So, I forked over $60 for one month of access on eHarmony. You can pay for longer periods of time and decrease the cost per month, but I’m still not sure about this thing, so I just kicked in enough to take it for a test drive. I’ve never signed up with a dating service before. Honestly, it felt kind of eerie to me signing up. It’s hard to for me to meet people though, so what the heck. I’ll give it a shot.
I recently discussed how they bait you with the service in my post The Dating Thing. You can fill out the questionnaire to “see your matches for free,” and sure enough, you see them. You can’t get any real details about them, just their first name, city, and state, nor can you communicate with them, but you’re alerted. That in itself is fine, but then as well those people can initiate contact with you before you’ve paid, only you cannot respond without paying. My advice is that you refrain from filling out the questionnaire until you’re ready to commit to the service.
Curiosity made me fork over the moolah. It’s been less that 2 weeks, I think. They’ve sent me some 60 odd matches. I was drawn to eHarmony in particular because they convinced me that their matching system provides highly compatible matches based on your psych profile. Well… now that I see the results, that’s sort of true. I’m a devoted Christian and every match says she is too. But the reality is, as I look over what each lady says about herself, almost none of them feels like a match in other respects. Of course… there is one really amazing match, at least on paper. I’m not sure if anything will come from that. I’m just trying hard not to spook her. (-;
There is some commonality in my matches. Most have children. Most are divorced from a first marriage. I put on my “criteria” that I only wanted matches within 30 miles. Apparently eHarmony miles are much longer than standard miles. A lot of the matches are from hundreds of miles away. I just don’t see the point in pursuing a relationship with someone at that distance. I could never relocate. I wouldn’t expect someone else to either. I’m sure people find ways of developing serious relationships over distance gaps, but that just seems kind of crazy to me. I’ve heard some pretty awful stories too.

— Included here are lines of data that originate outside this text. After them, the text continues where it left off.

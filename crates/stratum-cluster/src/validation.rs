//! Cluster spec validation
//!
//! Two passes: [`validate_required_fields`] runs on operator input before
//! anything is derived, and [`validate_populated`] checks the finished spec
//! before it is handed back.

use std::collections::BTreeSet;

use ipnet::Ipv4Net;
use stratum_common::crd::Cluster;
use stratum_common::{Error, Result};

use crate::etcd::check_etcd_topology;
use crate::network::{overlaps, parse_cidr};

/// Check the fields population cannot do without.
///
/// Fields are checked in a fixed order (Name, Zones, NetworkCIDR,
/// NonMasqueradeCIDR, CloudProvider) and the first missing one is reported.
pub fn validate_required_fields(cluster: &Cluster) -> Result<()> {
    let name = cluster.display_name();
    let spec = &cluster.spec;

    if cluster.cluster_name().is_none() {
        return Err(Error::validation_for_field(name, "Name", "Name is required"));
    }
    if spec.zones.is_empty() {
        return Err(Error::validation_for_field(
            name,
            "Zone",
            "at least one Zone is required",
        ));
    }
    if spec.network_cidr().is_none() {
        return Err(Error::validation_for_field(
            name,
            "NetworkCIDR",
            "NetworkCIDR is required",
        ));
    }
    if spec.non_masquerade_cidr().is_none() {
        return Err(Error::validation_for_field(
            name,
            "NonMasqueradeCIDR",
            "NonMasqueradeCIDR is required",
        ));
    }
    if spec.cloud_provider().is_none() {
        return Err(Error::validation_for_field(
            name,
            "CloudProvider",
            "CloudProvider is required",
        ));
    }

    let mut seen = BTreeSet::new();
    for zone in &spec.zones {
        if zone.name.is_empty() {
            return Err(Error::validation_for_field(
                name,
                "Zone",
                "Zone name must not be empty",
            ));
        }
        if !seen.insert(zone.name.as_str()) {
            return Err(Error::validation_for_field(
                name,
                "Zone",
                format!("Zone {:?} is listed more than once", zone.name),
            ));
        }
    }

    Ok(())
}

/// Check every invariant of a fully populated spec
pub fn validate_populated(cluster: &Cluster) -> Result<()> {
    validate_required_fields(cluster)?;

    let name = cluster.display_name();
    let spec = &cluster.spec;

    if spec.dns_zone().is_none() {
        return Err(Error::validation_for_field(name, "DNSZone", "DNSZone is required"));
    }

    let network = required_cidr(name, "NetworkCIDR", spec.network_cidr())?;
    let non_masquerade = required_cidr(name, "NonMasqueradeCIDR", spec.non_masquerade_cidr())?;
    if overlaps(&network, &non_masquerade) {
        return Err(Error::validation_for_field(
            name,
            "NonMasqueradeCIDR",
            format!("NonMasqueradeCIDR {non_masquerade} overlaps NetworkCIDR {network}"),
        ));
    }

    validate_zone_subnets(name, cluster, network)?;

    let service_range = required_cidr(
        name,
        "ServiceClusterIPRange",
        spec.service_cluster_ip_range(),
    )?;
    let pod_range = required_cidr(name, "PodCIDR", spec.pod_cidr())?;
    for (field, range) in [("ServiceClusterIPRange", service_range), ("PodCIDR", pod_range)] {
        if !non_masquerade.contains(&range) {
            return Err(Error::validation_for_field(
                name,
                field,
                format!("{field} {range} is outside NonMasqueradeCIDR {non_masquerade}"),
            ));
        }
    }
    if overlaps(&service_range, &pod_range) {
        return Err(Error::validation_for_field(
            name,
            "PodCIDR",
            format!("PodCIDR {pod_range} overlaps ServiceClusterIPRange {service_range}"),
        ));
    }

    let bridge_set = spec
        .docker
        .as_ref()
        .and_then(|d| d.bridge.as_deref())
        .is_some_and(|b| !b.is_empty());
    if !bridge_set {
        return Err(Error::validation_for_field(
            name,
            "Docker.Bridge",
            "Docker.Bridge is required",
        ));
    }

    let kubelet_set = spec
        .master_kubelet
        .as_ref()
        .is_some_and(|k| k.enable_debugging_handlers.is_some() && k.reconcile_cidr.is_some());
    if !kubelet_set {
        return Err(Error::validation_for_field(
            name,
            "MasterKubelet",
            "MasterKubelet flags must both be resolved",
        ));
    }
    if spec.isolate_masters.is_none() {
        return Err(Error::validation_for_field(
            name,
            "IsolateMasters",
            "IsolateMasters must be resolved",
        ));
    }

    check_etcd_topology(name, spec)
}

fn required_cidr(cluster: &str, field: &str, value: Option<&str>) -> Result<Ipv4Net> {
    let value = value.ok_or_else(|| {
        Error::validation_for_field(cluster, field, format!("{field} is required"))
    })?;
    parse_cidr(cluster, field, value)
}

fn validate_zone_subnets(cluster_name: &str, cluster: &Cluster, network: Ipv4Net) -> Result<()> {
    let mut subnets: Vec<(&str, Ipv4Net)> = Vec::with_capacity(cluster.spec.zones.len());

    for zone in &cluster.spec.zones {
        let value = zone.cidr().ok_or_else(|| {
            Error::validation_for_field(
                cluster_name,
                "Zone",
                format!("Zone {:?} has no CIDR", zone.name),
            )
        })?;
        let subnet = parse_cidr(cluster_name, "Zone", value)?;
        if !network.contains(&subnet) {
            return Err(Error::validation_for_field(
                cluster_name,
                "Zone",
                format!(
                    "Zone {:?} CIDR {subnet} is outside NetworkCIDR {network}",
                    zone.name
                ),
            ));
        }
        if let Some((other, _)) = subnets.iter().find(|(_, s)| overlaps(s, &subnet)) {
            return Err(Error::validation_for_field(
                cluster_name,
                "Zone",
                format!("Zone {:?} CIDR {subnet} overlaps Zone {other:?}", zone.name),
            ));
        }
        subnets.push((zone.name.as_str(), subnet));
    }

    Ok(())
}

The one thing that stands out, which people thinking about dating services often mention, is that it feels semi-unnatural. Ideally, I think most people would prefer to encounter someone in daily life, get to know each other, and develop a relationship naturally. There’s a certain amount of “Some Enchanted Evening” hope in all of us. Developing a romantic relationship by filling out a form is really unromantic. Of course, if you’re not a romantic, maybe it’s perfect for you!
Scanning your matches feels like some kind of unholy shopping spree. Like these people are racks of clothes you’re sorting through to find one you like. That’s an unpleasant feeling. It makes me feel shallower than I’d like to be. Unfortunately, attraction is strangely subjective. Granted, someone who is easy on the eyes grabs you sightline quickly, but not necessarily for the right reasons. I think anyone who has lived at all and gained some maturity is also going to take a hard look at your profile before thinking there’s a match there, lest misery ensue.
At this point, I think its very interesting to read about these women. I particularly like reading about their faith. People have a lot of different ways of expressing themselves. It appears to me that some profiles really highlight some quality, like telling the truth, which implies to me that they’ve been lied to, or are deeply interested in avoiding some situation or mistake that happened in the past. Nobody wants to get hurt again or repeat past mistakes.
In my own profile, I tried to communicate that I have a complex mind and need someone who is able to challenge back. Basically, I like nerdy females! I’m not quite Big Bang Theory nerd-level, but I really am excited by two things: Total devotion to the Lord and brainwaves.
I’m thinking I’ve scared off most of the women getting my name in their match list. (-: Then there’s that one match. She initiated contact with me. She shares my values. She’s clearly intelligent. Who knows.
I’m not sure if I’ll renew when my month is out, but it has been interesting. The one thing I can certainly say is that it’s helped me over a hump. I was lonely, but backpedalling away from the dating scene. Now, I’m a little more comfortable with the idea. I still have a very full life, with work, three kids, an adult Sunday school class I’m leading, and all things that accompany keeping up a house, making dinners, helping with homework, etc.. But somewhere in there, I really hope there is time to connect with someone.